Marina nega ter escondido bandeira do arco-íris

'Pensei: se ela abrir a bandeira quer dizer que ela nos apóia e que poderíamos ter esperanças', disse o vereador homossexual do PV, Sander Simaglio

Roberto Almeida, do O Estado de S.Paulo

14 de abril de 2010 | 18h00

A senadora e pré-candidata do PV à Presidência, Marina Silva, publicou nesta terça-feira, em seu blog de campanha (minhamarina.org.br) uma resposta ao vereador de Alfenas (MG), Sander Simaglio, também do Partido Verde, que a acusa de ter “escondido” uma bandeira do arco íris, símbolo do movimento gay, em evento no final de semana em Belo Horizonte. Simaglio, homossexual assumido e defensor do movimento LGBT, publicou um texto em blogs e sites afirmando que Marina teria ignorado seu pedido de estender a bandeira.

 

 “Quando a tirei (a bandeira) do bolso, disse nos seus ouvidos: ‘Faça como o presidente Fernando Henrique e o presidente Lula, abra e a levante com orgulho pra todo mundo ver que a senhora é uma candidata que quer dialogar conosco, 19 milhões de cidadãos LGBTs brasileiros’”, escreveu o vereador. “Pensei: se ela abrir a bandeira quer dizer que ela nos apóia e que poderíamos ter esperanças. Se ela não abrir, é porque o tema é polêmico demais para se tratar assim em público”, explicou em texto.

 

“Abri a bandeira para a senhora, na esperança de que iria repetir o ato de diversos políticos brasileiros que rotulamos como modernos, livres do ranço do conservadorismo e a senhora, para minha surpresa, deu um jeitinho de me abraçar com uma mão e com a outra, por baixo, esconder, mais que depressa, o símbolo da luta do movimento homossexual brasileiro”, contou.
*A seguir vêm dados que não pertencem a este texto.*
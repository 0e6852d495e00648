//! Cluster module - replica discovery and failover above plain clients.
//!
//! The wrapper never touches framing: it picks a [`Client`](crate::Client)
//! for the right replica and retries whole operations on redirection signals.

mod client;
mod database;
mod replica;
mod session;

pub use client::{
    ClusterClient, ClusterConfig, Connector, DEFAULT_FETCH_REPLICAS_MAX_RETRIES,
    DEFAULT_PRIMARY_TASK_MAX_RETRIES, DEFAULT_WAIT_FOR_PRIMARY_SELECTION,
};
pub use database::{ClusterDatabase, ClusterDatabaseManager};
pub use replica::DatabaseReplicas;
pub use session::ClusterSession;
Marina deu sua versão do caso em no blog. “Nos últimos dias, um vereador de meu partido, militante do movimento LGBTs, me escreveu, com cópia para outras pessoas, dizendo que eu ‘escondi’ a bandeira arco-íris que ele me entregou durante um evento público na Assembleia Legislativa de Minas Gerais”, observou. A pré-candidata diz “não se recordar” de ter tido qualquer diálogo com Simaglio durante o evento. Apenas tirou fotos. “De forma simpática e respeitosa, ele me passou a bandeira que retirou do bolso de seu paletó. Como fiz com tantas outras lembranças que me foram dadas naquele dia – livros, artesanatos e flores –, passei a oferta ,do vereador para a minha assessoria. Então nos abraçamos, nos despedimos, e não notei nenhum desapontamento de sua parte”, relatou a senadora.

 

“Aliás, não tive nenhuma reação surpreendente ao receber a bandeira. Receber presentes e lembranças simbólicas é um ato corriqueiro em minhas andanças pelo País”, continuou. Marina ressaltou ainda que na condição de pré-candidata deve representar todos os brasileiros “independentemente do que pensam, de sua orientação sexual, do que creem ou de sua militância”. “Por fim, reafirmo: ainda que minha conduta moral e ética integrem valores da fé cristã, que professo, não discrimino quem quer que seja e defendo plena cidadania para todos. O mesmo espero de todas as outras pessoas, candidatas ou não.”